The Aims and Activities of Englisc:

The list is moderated by Bill Schipper, which means that he "handplaces" each message on the list: it is not managed by a listserv robot. He will send you a guideline for participation. While some discussion is conducted in Old English, a lot of it is not; but activity on this list aims primarily to: 1) compose a message or an original text in Old English, 2) translate a modern or medieval text into Old English, 3) participate in ongoing projects devoted to the above, 4) comment on the contributions, 5) offer something new, 6) pose questions about grammar and vocabulary, 7) be tremendously entertaining while remaining relevant, or 8) just lurk and learn.
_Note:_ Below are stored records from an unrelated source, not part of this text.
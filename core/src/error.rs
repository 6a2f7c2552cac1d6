//! Error taxonomy for the purchase core.
//!
//! Three layers:
//!
//! - [`ValidationError`]: request input rejected before any I/O
//! - [`StoreError`]: what a storage provider reports
//! - [`TicketingError`]: what a coordinator operation reports to its caller

use crate::types::{EventId, TicketCode, TicketStatus, Version};
use thiserror::Error;

/// Result type alias for coordinator operations.
pub type Result<T> = std::result::Result<T, TicketingError>;

/// Request input that fails validation. Always detected before any state is
/// touched.
#[derive(Debug, Error, Clone, PartialEq, Eq)]
pub enum ValidationError {
    /// Quantity must be at least one.
    #[error("Quantity must be greater than zero")]
    ZeroQuantity,

    /// Quantity exceeds the per-purchase maximum.
    #[error("Quantity {requested} exceeds the per-purchase maximum of {max}")]
    QuantityTooLarge {
        /// Requested quantity
        requested: u32,
        /// Configured maximum
        max: u32,
    },

    /// Buyer name is blank.
    #[error("Buyer name is required")]
    MissingName,

    /// Email address is not syntactically valid.
    #[error("Invalid email address: {0}")]
    InvalidEmail(String),

    /// `price × quantity` does not fit in the money representation.
    #[error("Total price overflows for quantity {quantity}")]
    PriceOverflow {
        /// Requested quantity
        quantity: u32,
    },

    /// Event price must be strictly positive.
    #[error("Event price must be greater than zero")]
    NonPositivePrice,
}

/// Errors reported by storage providers.
#[derive(Debug, Error, Clone, PartialEq, Eq)]
pub enum StoreError {
    /// No event with this id.
    #[error("Event not found: {0}")]
    EventNotFound(EventId),

    /// No ticket with this code.
    #[error("Ticket not found: {0}")]
    TicketNotFound(TicketCode),

    /// The event's version moved since it was read.
    #[error("Version mismatch for event {event_id}: expected {expected}, actual {actual}")]
    VersionMismatch {
        /// Event whose write was rejected
        event_id: EventId,
        /// Version the writer read
        expected: Version,
        /// Version currently stored
        actual: Version,
    },

    /// A ticket with this code already exists.
    #[error("Duplicate ticket code: {0}")]
    DuplicateCode(TicketCode),

    /// The ticket's status is not the one the conditional update expected.
    #[error("Status mismatch for ticket {code}: expected {expected}, actual {actual}")]
    StatusMismatch {
        /// Ticket code
        code: TicketCode,
        /// Status the writer expected
        expected: TicketStatus,
        /// Status currently stored
        actual: TicketStatus,
    },

    /// The write would break `0 <= available <= total`.
    #[error("Availability {available} out of range for event {event_id} (total {total})")]
    CapacityViolation {
        /// Event whose write was rejected
        event_id: EventId,
        /// Requested availability
        available: u32,
        /// Event capacity
        total: u32,
    },

    /// Backend failure (connection, query, lock poisoning).
    #[error("Database error: {0}")]
    Database(String),
}

/// Errors returned by purchase, cancel and lookup operations.
#[derive(Debug, Error, Clone, PartialEq, Eq)]
pub enum TicketingError {
    /// The request was rejected before any I/O.
    #[error("Validation failed: {0}")]
    Validation(#[from] ValidationError),

    /// No event with this id.
    #[error("Event not found: {0}")]
    EventNotFound(EventId),

    /// No ticket with this code.
    #[error("Ticket not found: {0}")]
    TicketNotFound(TicketCode),

    /// Not enough tickets left. Never retried.
    #[error("Insufficient inventory for event {event_id}: requested {requested}, available {available}")]
    InsufficientInventory {
        /// Event
        event_id: EventId,
        /// Requested quantity
        requested: u32,
        /// Tickets available when checked
        available: u32,
    },

    /// Version conflicts persisted past the retry bound.
    #[error("Concurrency conflict on event {event_id} after {attempts} attempts")]
    ConcurrencyConflict {
        /// Event
        event_id: EventId,
        /// Attempts made
        attempts: u32,
    },

    /// The ticket is not in a state that allows the operation.
    #[error("Ticket {code} is {status}")]
    InvalidState {
        /// Ticket code
        code: TicketCode,
        /// Current status
        status: TicketStatus,
    },

    /// Restoring the quantity would push availability above capacity.
    #[error("Cannot restore {requested} tickets to event {event_id}: {available} of {total} available")]
    CapacityExceeded {
        /// Event
        event_id: EventId,
        /// Quantity being restored
        requested: u32,
        /// Tickets available when checked
        available: u32,
        /// Event capacity
        total: u32,
    },

    /// The generated ticket code collided with an existing one.
    #[error("Duplicate ticket code: {0}")]
    DuplicateCode(TicketCode),

    /// Storage backend failure.
    #[error("Storage error: {0}")]
    Storage(String),
}

impl TicketingError {
    /// Returns `true` if retrying the same request may succeed.
    ///
    /// # Examples
    ///
    /// ```
    /// # use ticketing_core::{EventId, TicketingError};
    /// let err = TicketingError::ConcurrencyConflict { event_id: EventId::new(), attempts: 4 };
    /// assert!(err.is_transient());
    /// assert!(!TicketingError::Storage("down".into()).is_transient());
    /// ```
    #[must_use]
    pub const fn is_transient(&self) -> bool {
        matches!(
            self,
            Self::ConcurrencyConflict { .. } | Self::DuplicateCode(_)
        )
    }

    /// Returns `true` if this error is due to the caller's request.
    #[must_use]
    pub const fn is_user_error(&self) -> bool {
        matches!(
            self,
            Self::Validation(_)
                | Self::EventNotFound(_)
                | Self::TicketNotFound(_)
                | Self::InsufficientInventory { .. }
                | Self::InvalidState { .. }
        )
    }
}

impl From<StoreError> for TicketingError {
    fn from(err: StoreError) -> Self {
        match err {
            StoreError::EventNotFound(id) => Self::EventNotFound(id),
            StoreError::TicketNotFound(code) => Self::TicketNotFound(code),
            StoreError::VersionMismatch { event_id, .. } => Self::ConcurrencyConflict {
                event_id,
                attempts: 1,
            },
            StoreError::DuplicateCode(code) => Self::DuplicateCode(code),
            StoreError::StatusMismatch { code, actual, .. } => Self::InvalidState {
                code,
                status: actual,
            },
            StoreError::CapacityViolation { .. } | StoreError::Database(_) => {
                Self::Storage(err.to_string())
            }
        }
    }
}

#[cfg(test)]
mod tests {
    use super::*;

    #[test]
    fn status_mismatch_reports_actual_status() {
        let code = TicketCode::new("TKT-AAAA");
        let err: TicketingError = StoreError::StatusMismatch {
            code: code.clone(),
            expected: TicketStatus::Active,
            actual: TicketStatus::Cancelled,
        }
        .into();

        assert_eq!(
            err,
            TicketingError::InvalidState {
                code,
                status: TicketStatus::Cancelled
            }
        );
        assert!(err.is_user_error());
        assert!(!err.is_transient());
    }

    #[test]
    fn duplicate_code_is_transient() {
        let err: TicketingError = StoreError::DuplicateCode(TicketCode::new("TKT-DUP")).into();
        assert!(err.is_transient());
        assert!(!err.is_user_error());
    }

    #[test]
    fn capacity_violation_is_a_storage_fault() {
        let err: TicketingError = StoreError::CapacityViolation {
            event_id: EventId::new(),
            available: 11,
            total: 10,
        }
        .into();
        assert!(matches!(err, TicketingError::Storage(_)));
    }
}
Projects in Englisc; "finished" and "unfinished":

No text that we've mounted here is entirely "finished"; the debate surrounding Isidore's De Portentis is still ongoing, and we encourage visitors to these pages to give us their comments and suggestions. Nonetheless, the following sites house the texts in Old English that members have collaborated on:

Other On-line resources for learning Old English:

The point of the Englisc Composition Listserv is pedagogical and practical: here is an opportunity for you to hone your skills at a challenging medieval language--in a way that more passive, traditional methods of study don't offer--and learn how to teach it. To this end, we direct you to a number of resources that you should check out. Cathy Ball has been particularly prolific in her production of websites for Old English students and scholars, and both Bill Schipper and Matt Carver have worked hard on accessible on-line glossaries. Make sure you also look at Murray McGillivray's on-line Old English course, as well as Peter Baker's "Old English Aerobics":

  • The Skipper's Wordlist, a succinct Modern English/Old English Glossary devised by Bill Schipper.
  • Concise Modern-English Old-English Wordlist, another ME-OE Glossary devised by Matt Carver.
  • Old English at the University of Virginia, pages maintained by Peter Baker; see especially his Old English Aerobics, an electronic course in Old English language and literature, with pronunciation practice using sound files.
  • Instant Old English, a Phrase Book of Conversational Old English devised by Cathy Ball.
  • Hwaet! Old English in Context, a teach-yourself Old English primer using Old English texts, again devised by Cathy Ball.
  • Old English Pages, comprehensive webpages devised by Cathy Ball that include texts, translations, sound files, dictionaries, grammars, histories, art--definitely a goldmine!
  • Today in Old English, a cgi text which gives the day, time, and date in Old English everytime you log-on. Conceived and executed by Cathy Ball.
  • About the Old English Corpus, important information on the entire collection, on-line, of extant Old English texts, hosted by the Oxford Text Archives, and offered by Cathy Ball.
  • Cyrcelwyrde Wordhord, a glossary of Old English terms for computerese, conceived and webified by Carl T. Berkhout at the University of Arizona, Tucson.
  • A University of Calgary Course on the Old English Language, by Murray McGillivray. Not only has Professor McGillivray made a comprehensive on-line course on Old English grammar through a perusal of the prose texts (which can be "attended" by anybody who has an internet connection), but he has exquisitely illustrated it. "English 403" is promised, a course on the poetic texts.
  • Þa Engliscan Gesiþas, a U.K. historical society for people interested in all aspects of Anglo-Saxon language and culture. Members who join (for a modest fee), receive a handboc and a quarterly issue of Wiþowinde. There are feasts, annual meetings, and a correspondence course designed by Steve Pollington.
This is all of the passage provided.